*** Opening of Task inputs ***

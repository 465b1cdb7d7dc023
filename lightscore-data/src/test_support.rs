//! Fixtures shared by the data crate's tests and downstream crates.

use std::io::{Read, Write};
use std::net::TcpListener;
use std::thread::{self, JoinHandle};

use serde_json::{Value, json};

/// A footprint feature in the municipal export's column layout.
#[must_use]
pub fn building_feature(latitude: f64, longitude: f64, height: f64) -> Value {
    json!({
        "type": "Feature",
        "properties": {
            "LATITUDE": latitude,
            "LONGITUDE": longitude,
            "MIN_HEIGHT": 0.0,
            "MAX_HEIGHT": height,
            "AVG_HEIGHT": height,
            "HEIGHT_MSL": null,
            "SHAPE_AREA": 100.0
        },
        "geometry": {
            "type": "Point",
            "coordinates": [longitude, latitude]
        }
    })
}

/// Serialise `features` as a GeoJSON `FeatureCollection`.
#[must_use]
pub fn feature_collection(features: impl IntoIterator<Item = Value>) -> String {
    json!({
        "type": "FeatureCollection",
        "features": features.into_iter().collect::<Vec<_>>()
    })
    .to_string()
}

/// Answer exactly one HTTP request with `status` and a JSON `body`.
///
/// Returns the base URL to point a client at and a handle yielding the
/// request line the server received.
///
/// # Panics
/// Panics when the loopback listener cannot be bound, or (inside the server
/// thread) when the exchange fails.
#[must_use]
pub fn serve_once(status: &'static str, body: &'static str) -> (String, JoinHandle<String>) {
    let listener = TcpListener::bind("127.0.0.1:0").expect("bind stub server");
    let addr = listener.local_addr().expect("stub server address");
    let handle = thread::spawn(move || {
        let (mut stream, _) = listener.accept().expect("accept");
        let mut buf = [0_u8; 4096];
        let read = stream.read(&mut buf).expect("read request");
        let request = String::from_utf8_lossy(buf.get(..read).unwrap_or_default()).into_owned();
        let response = format!(
            "HTTP/1.1 {status}\r\ncontent-type: application/json\r\ncontent-length: {}\r\nconnection: close\r\n\r\n{body}",
            body.len()
        );
        stream
            .write_all(response.as_bytes())
            .expect("write response");
        request.lines().next().unwrap_or_default().to_owned()
    });
    (format!("http://{addr}"), handle)
}
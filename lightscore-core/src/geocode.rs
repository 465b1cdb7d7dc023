//! Forward geocoding of street addresses.
//!
//! The [`Geocoder`] trait turns an [`Address`] into a coordinate. An address
//! the service cannot place is [`GeocodeError::NotFound`]; every other variant
//! is an upstream failure and must not be mistaken for an empty result.

use std::fmt;

use geo::Coord;
use thiserror::Error;

#[cfg(feature = "serde")]
use serde::{Deserialize, Serialize};

/// A postal address as supplied by the caller.
#[derive(Debug, Clone, PartialEq, Eq, Default)]
#[cfg_attr(feature = "serde", derive(Serialize, Deserialize))]
pub struct Address {
    /// House or building number.
    pub street_number: String,
    /// Street name.
    pub street_name: String,
    /// City or town.
    pub city: String,
    /// Postal or ZIP code.
    pub postal_code: String,
    /// Country name.
    pub country: String,
}

impl fmt::Display for Address {
    /// Formats as `"{number} {street}, {city}, {postal code}, {country}"`.
    fn fmt(&self, f: &mut fmt::Formatter<'_>) -> fmt::Result {
        write!(
            f,
            "{} {}, {}, {}, {}",
            self.street_number, self.street_name, self.city, self.postal_code, self.country
        )
    }
}

/// Errors from [`Geocoder::locate`].
#[derive(Debug, Clone, PartialEq, Eq, Error)]
pub enum GeocodeError {
    /// The service answered but had no match for the address.
    #[error("no coordinates found for {address:?}")]
    NotFound {
        /// The formatted address that was searched.
        address: String,
    },
    /// The request exceeded its timeout.
    #[error("geocoding request to {url} timed out after {timeout_secs}s")]
    Timeout {
        /// Endpoint that was queried, with credentials removed.
        url: String,
        /// Configured timeout.
        timeout_secs: u64,
    },
    /// The service returned an unsuccessful HTTP status.
    #[error("geocoding request to {url} failed with status {status}: {message}")]
    HttpError {
        /// Endpoint that was queried, with credentials removed.
        url: String,
        /// HTTP status code.
        status: u16,
        /// Error detail.
        message: String,
    },
    /// The request could not be sent.
    #[error("geocoding request to {url} failed: {message}")]
    NetworkError {
        /// Endpoint that was queried, with credentials removed.
        url: String,
        /// Error detail.
        message: String,
    },
    /// The response body could not be interpreted.
    #[error("failed to parse geocoding response: {message}")]
    ParseError {
        /// Error detail.
        message: String,
    },
}

/// Resolve an address to a coordinate, `x = longitude`, `y = latitude`.
///
/// Implementations must be thread-safe so one geocoder can serve concurrent
/// requests. They should not retry; retry policy belongs to the caller.
pub trait Geocoder: Send + Sync {
    /// Locate `address`.
    fn locate(&self, address: &Address) -> Result<Coord<f64>, GeocodeError>;
}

*** Close of Task inputs ***

Assignment >>
Reproduce all of the listing, exactly as given.

Answer for the task >>
repository 465b1cdb7d7dc023
filename lightscore-data/src/test_support.rs
//! Fixtures shared by the data crate's tests and downstream crates.

use std::io::{Read, Write};
use std::net::TcpListener;
use std::thread::{self, JoinHandle};

use serde_json::{Value, json};

/// A footprint feature in the municipal export's column layout.
#[must_use]
pub fn building_feature(latitude: f64, longitude: f64, height: f64) -> Value {
    json!({
        "type": "Feature",
        "properties": {
            "LATITUDE": latitude,
            "LONGITUDE": longitude,
            "MIN_HEIGHT": 0.0,
            "MAX_HEIGHT": height,
            "AVG_HEIGHT": height,
            "HEIGHT_MSL": null,
            "SHAPE_AREA": 100.0
        },
        "geometry": {
            "type": "Point",
            "coordinates": [longitude, latitude]
        }
    })
}

/// Serialise `features` as a GeoJSON `FeatureCollection`.
#[must_use]
pub fn feature_collection(features: impl IntoIterator<Item = Value>) -> String {
    json!({
        "type": "FeatureCollection",
        "features": features.into_iter().collect::<Vec<_>>()
    })
    .to_string()
}

/// Answer exactly one HTTP request with `status` and a JSON `body`.
///
/// Returns the base URL to point a client at and a handle yielding the
/// request line the server received.
///
/// # Panics
/// Panics when the loopback listener cannot be bound, or (inside the server
/// thread) when the exchange fails.
#[must_use]
pub fn serve_once(status: &'static str, body: &'static str) -> (String, JoinHandle<String>) {
    let listener = TcpListener::bind("127.0.0.1:0").expect("bind stub server");
    let addr = listener.local_addr().expect("stub server address");
    let handle = thread::spawn(move || {
        let (mut stream, _) = listener.accept().expect("accept");
        let mut buf = [0_u8; 4096];
        let read = stream.read(&mut buf).expect("read request");
        let request = String::from_utf8_lossy(buf.get(..read).unwrap_or_default()).into_owned();
        let response = format!(
            "HTTP/1.1 {status}\r\ncontent-type: application/json\r\ncontent-length: {}\r\nconnection: close\r\n\r\n{body}",
            body.len()
        );
        stream
            .write_all(response.as_bytes())
            .expect("write response");
        request.lines().next().unwrap_or_default().to_owned()
    });
    (format!("http://{addr}"), handle)
}
filename lightscore-core/src/geocode.rs
repository 465b1cdb7d7dc023
//! Forward geocoding of street addresses.
//!
//! The [`Geocoder`] trait turns an [`Address`] into a coordinate. An address
//! the service cannot place is [`GeocodeError::NotFound`]; every other variant
//! is an upstream failure and must not be mistaken for an empty result.

use std::fmt;

use geo::Coord;
use thiserror::Error;

#[cfg(feature = "serde")]
use serde::{Deserialize, Serialize};

/// A postal address as supplied by the caller.
#[derive(Debug, Clone, PartialEq, Eq, Default)]
#[cfg_attr(feature = "serde", derive(Serialize, Deserialize))]
pub struct Address {
    /// House or building number.
    pub street_number: String,
    /// Street name.
    pub street_name: String,
    /// City or town.
    pub city: String,
    /// Postal or ZIP code.
    pub postal_code: String,
    /// Country name.
    pub country: String,
}

impl fmt::Display for Address {
    /// Formats as `"{number} {street}, {city}, {postal code}, {country}"`.
    fn fmt(&self, f: &mut fmt::Formatter<'_>) -> fmt::Result {
        write!(
            f,
            "{} {}, {}, {}, {}",
            self.street_number, self.street_name, self.city, self.postal_code, self.country
        )
    }
}

/// Errors from [`Geocoder::locate`].
#[derive(Debug, Clone, PartialEq, Eq, Error)]
pub enum GeocodeError {
    /// The service answered but had no match for the address.
    #[error("no coordinates found for {address:?}")]
    NotFound {
        /// The formatted address that was searched.
        address: String,
    },
    /// The request exceeded its timeout.
    #[error("geocoding request to {url} timed out after {timeout_secs}s")]
    Timeout {
        /// Endpoint that was queried, with credentials removed.
        url: String,
        /// Configured timeout.
        timeout_secs: u64,
    },
    /// The service returned an unsuccessful HTTP status.
    #[error("geocoding request to {url} failed with status {status}: {message}")]
    HttpError {
        /// Endpoint that was queried, with credentials removed.
        url: String,
        /// HTTP status code.
        status: u16,
        /// Error detail.
        message: String,
    },
    /// The request could not be sent.
    #[error("geocoding request to {url} failed: {message}")]
    NetworkError {
        /// Endpoint that was queried, with credentials removed.
        url: String,
        /// Error detail.
        message: String,
    },
    /// The response body could not be interpreted.
    #[error("failed to parse geocoding response: {message}")]
    ParseError {
        /// Error detail.
        message: String,
    },
}

/// Resolve an address to a coordinate, `x = longitude`, `y = latitude`.
///
/// Implementations must be thread-safe so one geocoder can serve concurrent
/// requests. They should not retry; retry policy belongs to the caller.
pub trait Geocoder: Send + Sync {
    /// Locate `address`.
    fn locate(&self, address: &Address) -> Result<Coord<f64>, GeocodeError>;
}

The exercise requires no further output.